-- Opening Marker --
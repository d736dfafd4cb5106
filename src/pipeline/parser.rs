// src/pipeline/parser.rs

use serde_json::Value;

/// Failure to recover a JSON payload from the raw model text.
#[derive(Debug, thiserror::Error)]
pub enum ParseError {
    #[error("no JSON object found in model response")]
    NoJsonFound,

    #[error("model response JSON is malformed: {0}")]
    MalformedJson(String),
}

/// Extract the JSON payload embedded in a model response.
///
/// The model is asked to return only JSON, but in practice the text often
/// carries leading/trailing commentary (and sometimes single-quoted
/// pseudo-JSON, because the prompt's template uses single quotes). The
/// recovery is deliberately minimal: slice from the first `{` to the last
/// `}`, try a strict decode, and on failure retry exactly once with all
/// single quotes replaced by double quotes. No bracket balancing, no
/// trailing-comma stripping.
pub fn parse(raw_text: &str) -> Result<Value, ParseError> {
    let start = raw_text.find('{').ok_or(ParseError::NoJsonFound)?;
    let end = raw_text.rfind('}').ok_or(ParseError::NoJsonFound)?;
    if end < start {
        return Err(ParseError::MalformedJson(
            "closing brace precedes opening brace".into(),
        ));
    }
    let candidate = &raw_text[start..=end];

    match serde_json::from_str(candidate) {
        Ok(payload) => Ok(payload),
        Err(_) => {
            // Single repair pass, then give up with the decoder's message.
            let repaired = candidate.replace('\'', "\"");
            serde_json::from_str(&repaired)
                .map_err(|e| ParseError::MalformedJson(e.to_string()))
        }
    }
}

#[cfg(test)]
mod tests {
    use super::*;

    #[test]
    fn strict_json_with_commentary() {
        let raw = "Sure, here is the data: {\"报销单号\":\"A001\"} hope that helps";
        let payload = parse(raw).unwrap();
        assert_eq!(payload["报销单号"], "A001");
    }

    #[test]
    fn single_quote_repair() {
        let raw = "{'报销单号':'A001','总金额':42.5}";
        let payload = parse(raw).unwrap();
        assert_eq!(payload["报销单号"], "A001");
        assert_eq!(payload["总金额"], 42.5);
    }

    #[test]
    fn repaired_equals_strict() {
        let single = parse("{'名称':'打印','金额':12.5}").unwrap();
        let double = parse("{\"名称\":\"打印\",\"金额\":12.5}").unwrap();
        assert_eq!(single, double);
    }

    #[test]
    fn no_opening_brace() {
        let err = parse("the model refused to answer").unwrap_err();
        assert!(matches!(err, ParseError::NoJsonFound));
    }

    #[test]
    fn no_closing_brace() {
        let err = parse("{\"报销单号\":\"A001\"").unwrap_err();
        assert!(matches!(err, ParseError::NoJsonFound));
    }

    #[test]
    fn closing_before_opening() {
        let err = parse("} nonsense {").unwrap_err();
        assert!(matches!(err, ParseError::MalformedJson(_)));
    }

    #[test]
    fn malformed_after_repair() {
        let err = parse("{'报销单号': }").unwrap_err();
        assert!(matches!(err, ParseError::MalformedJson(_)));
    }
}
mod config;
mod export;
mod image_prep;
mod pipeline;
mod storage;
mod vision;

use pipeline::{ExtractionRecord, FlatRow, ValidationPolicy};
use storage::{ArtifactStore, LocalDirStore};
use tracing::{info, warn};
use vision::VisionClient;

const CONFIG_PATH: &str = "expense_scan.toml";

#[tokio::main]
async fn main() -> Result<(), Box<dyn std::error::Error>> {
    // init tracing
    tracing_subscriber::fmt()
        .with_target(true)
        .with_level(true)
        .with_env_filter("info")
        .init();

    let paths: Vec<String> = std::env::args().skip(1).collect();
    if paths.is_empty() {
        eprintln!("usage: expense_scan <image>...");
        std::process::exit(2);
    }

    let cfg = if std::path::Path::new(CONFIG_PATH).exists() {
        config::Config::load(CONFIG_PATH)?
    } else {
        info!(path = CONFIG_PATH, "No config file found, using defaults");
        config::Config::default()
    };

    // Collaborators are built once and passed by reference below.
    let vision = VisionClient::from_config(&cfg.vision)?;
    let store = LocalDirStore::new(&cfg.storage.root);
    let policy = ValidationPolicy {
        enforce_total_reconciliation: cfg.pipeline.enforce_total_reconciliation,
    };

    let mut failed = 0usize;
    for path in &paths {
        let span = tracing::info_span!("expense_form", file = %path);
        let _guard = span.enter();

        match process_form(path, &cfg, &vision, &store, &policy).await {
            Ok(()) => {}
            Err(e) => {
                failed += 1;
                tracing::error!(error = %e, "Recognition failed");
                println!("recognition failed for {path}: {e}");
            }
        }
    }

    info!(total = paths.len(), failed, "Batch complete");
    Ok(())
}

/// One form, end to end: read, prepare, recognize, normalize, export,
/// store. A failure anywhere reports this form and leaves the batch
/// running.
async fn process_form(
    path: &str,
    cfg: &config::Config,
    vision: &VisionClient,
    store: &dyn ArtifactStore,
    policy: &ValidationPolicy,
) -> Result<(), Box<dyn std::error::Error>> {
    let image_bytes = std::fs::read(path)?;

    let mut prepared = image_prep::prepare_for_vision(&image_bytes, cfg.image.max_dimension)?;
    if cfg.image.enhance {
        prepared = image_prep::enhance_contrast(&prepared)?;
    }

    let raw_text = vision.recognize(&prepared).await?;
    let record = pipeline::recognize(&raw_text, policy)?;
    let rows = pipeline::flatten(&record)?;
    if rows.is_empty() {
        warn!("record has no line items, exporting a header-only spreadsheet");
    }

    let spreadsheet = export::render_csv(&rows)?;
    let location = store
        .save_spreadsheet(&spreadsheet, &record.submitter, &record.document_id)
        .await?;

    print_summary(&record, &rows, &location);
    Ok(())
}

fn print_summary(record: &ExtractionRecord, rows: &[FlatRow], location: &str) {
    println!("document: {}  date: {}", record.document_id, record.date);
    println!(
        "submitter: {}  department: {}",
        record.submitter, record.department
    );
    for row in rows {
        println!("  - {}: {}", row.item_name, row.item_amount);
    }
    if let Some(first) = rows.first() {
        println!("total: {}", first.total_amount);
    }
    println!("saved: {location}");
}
-- Closing Marker --
▶ WHAT YOU HAVE TO DO
Repeat the whole of the data verbatim, as it reads above.

▶ WRITTEN SOLUTION
repository d736dfafd4cb5106
filename src/pipeline/parser.rs
// src/pipeline/parser.rs

use serde_json::Value;

/// Failure to recover a JSON payload from the raw model text.
#[derive(Debug, thiserror::Error)]
pub enum ParseError {
    #[error("no JSON object found in model response")]
    NoJsonFound,

    #[error("model response JSON is malformed: {0}")]
    MalformedJson(String),
}

/// Extract the JSON payload embedded in a model response.
///
/// The model is asked to return only JSON, but in practice the text often
/// carries leading/trailing commentary (and sometimes single-quoted
/// pseudo-JSON, because the prompt's template uses single quotes). The
/// recovery is deliberately minimal: slice from the first `{` to the last
/// `}`, try a strict decode, and on failure retry exactly once with all
/// single quotes replaced by double quotes. No bracket balancing, no
/// trailing-comma stripping.
pub fn parse(raw_text: &str) -> Result<Value, ParseError> {
    let start = raw_text.find('{').ok_or(ParseError::NoJsonFound)?;
    let end = raw_text.rfind('}').ok_or(ParseError::NoJsonFound)?;
    if end < start {
        return Err(ParseError::MalformedJson(
            "closing brace precedes opening brace".into(),
        ));
    }
    let candidate = &raw_text[start..=end];

    match serde_json::from_str(candidate) {
        Ok(payload) => Ok(payload),
        Err(_) => {
            // Single repair pass, then give up with the decoder's message.
            let repaired = candidate.replace('\'', "\"");
            serde_json::from_str(&repaired)
                .map_err(|e| ParseError::MalformedJson(e.to_string()))
        }
    }
}

#[cfg(test)]
mod tests {
    use super::*;

    #[test]
    fn strict_json_with_commentary() {
        let raw = "Sure, here is the data: {\"报销单号\":\"A001\"} hope that helps";
        let payload = parse(raw).unwrap();
        assert_eq!(payload["报销单号"], "A001");
    }

    #[test]
    fn single_quote_repair() {
        let raw = "{'报销单号':'A001','总金额':42.5}";
        let payload = parse(raw).unwrap();
        assert_eq!(payload["报销单号"], "A001");
        assert_eq!(payload["总金额"], 42.5);
    }

    #[test]
    fn repaired_equals_strict() {
        let single = parse("{'名称':'打印','金额':12.5}").unwrap();
        let double = parse("{\"名称\":\"打印\",\"金额\":12.5}").unwrap();
        assert_eq!(single, double);
    }

    #[test]
    fn no_opening_brace() {
        let err = parse("the model refused to answer").unwrap_err();
        assert!(matches!(err, ParseError::NoJsonFound));
    }

    #[test]
    fn no_closing_brace() {
        let err = parse("{\"报销单号\":\"A001\"").unwrap_err();
        assert!(matches!(err, ParseError::NoJsonFound));
    }

    #[test]
    fn closing_before_opening() {
        let err = parse("} nonsense {").unwrap_err();
        assert!(matches!(err, ParseError::MalformedJson(_)));
    }

    #[test]
    fn malformed_after_repair() {
        let err = parse("{'报销单号': }").unwrap_err();
        assert!(matches!(err, ParseError::MalformedJson(_)));
    }
}
mod config;
mod export;
mod image_prep;
mod pipeline;
mod storage;
mod vision;

use pipeline::{ExtractionRecord, FlatRow, ValidationPolicy};
use storage::{ArtifactStore, LocalDirStore};
use tracing::{info, warn};
use vision::VisionClient;

const CONFIG_PATH: &str = "expense_scan.toml";

#[tokio::main]
async fn main() -> Result<(), Box<dyn std::error::Error>> {
    // init tracing
    tracing_subscriber::fmt()
        .with_target(true)
        .with_level(true)
        .with_env_filter("info")
        .init();

    let paths: Vec<String> = std::env::args().skip(1).collect();
    if paths.is_empty() {
        eprintln!("usage: expense_scan <image>...");
        std::process::exit(2);
    }

    let cfg = if std::path::Path::new(CONFIG_PATH).exists() {
        config::Config::load(CONFIG_PATH)?
    } else {
        info!(path = CONFIG_PATH, "No config file found, using defaults");
        config::Config::default()
    };

    // Collaborators are built once and passed by reference below.
    let vision = VisionClient::from_config(&cfg.vision)?;
    let store = LocalDirStore::new(&cfg.storage.root);
    let policy = ValidationPolicy {
        enforce_total_reconciliation: cfg.pipeline.enforce_total_reconciliation,
    };

    let mut failed = 0usize;
    for path in &paths {
        let span = tracing::info_span!("expense_form", file = %path);
        let _guard = span.enter();

        match process_form(path, &cfg, &vision, &store, &policy).await {
            Ok(()) => {}
            Err(e) => {
                failed += 1;
                tracing::error!(error = %e, "Recognition failed");
                println!("recognition failed for {path}: {e}");
            }
        }
    }

    info!(total = paths.len(), failed, "Batch complete");
    Ok(())
}

/// One form, end to end: read, prepare, recognize, normalize, export,
/// store. A failure anywhere reports this form and leaves the batch
/// running.
async fn process_form(
    path: &str,
    cfg: &config::Config,
    vision: &VisionClient,
    store: &dyn ArtifactStore,
    policy: &ValidationPolicy,
) -> Result<(), Box<dyn std::error::Error>> {
    let image_bytes = std::fs::read(path)?;

    let mut prepared = image_prep::prepare_for_vision(&image_bytes, cfg.image.max_dimension)?;
    if cfg.image.enhance {
        prepared = image_prep::enhance_contrast(&prepared)?;
    }

    let raw_text = vision.recognize(&prepared).await?;
    let record = pipeline::recognize(&raw_text, policy)?;
    let rows = pipeline::flatten(&record)?;
    if rows.is_empty() {
        warn!("record has no line items, exporting a header-only spreadsheet");
    }

    let spreadsheet = export::render_csv(&rows)?;
    let location = store
        .save_spreadsheet(&spreadsheet, &record.submitter, &record.document_id)
        .await?;

    print_summary(&record, &rows, &location);
    Ok(())
}

fn print_summary(record: &ExtractionRecord, rows: &[FlatRow], location: &str) {
    println!("document: {}  date: {}", record.document_id, record.date);
    println!(
        "submitter: {}  department: {}",
        record.submitter, record.department
    );
    for row in rows {
        println!("  - {}: {}", row.item_name, row.item_amount);
    }
    if let Some(first) = rows.first() {
        println!("total: {}", first.total_amount);
    }
    println!("saved: {location}");
}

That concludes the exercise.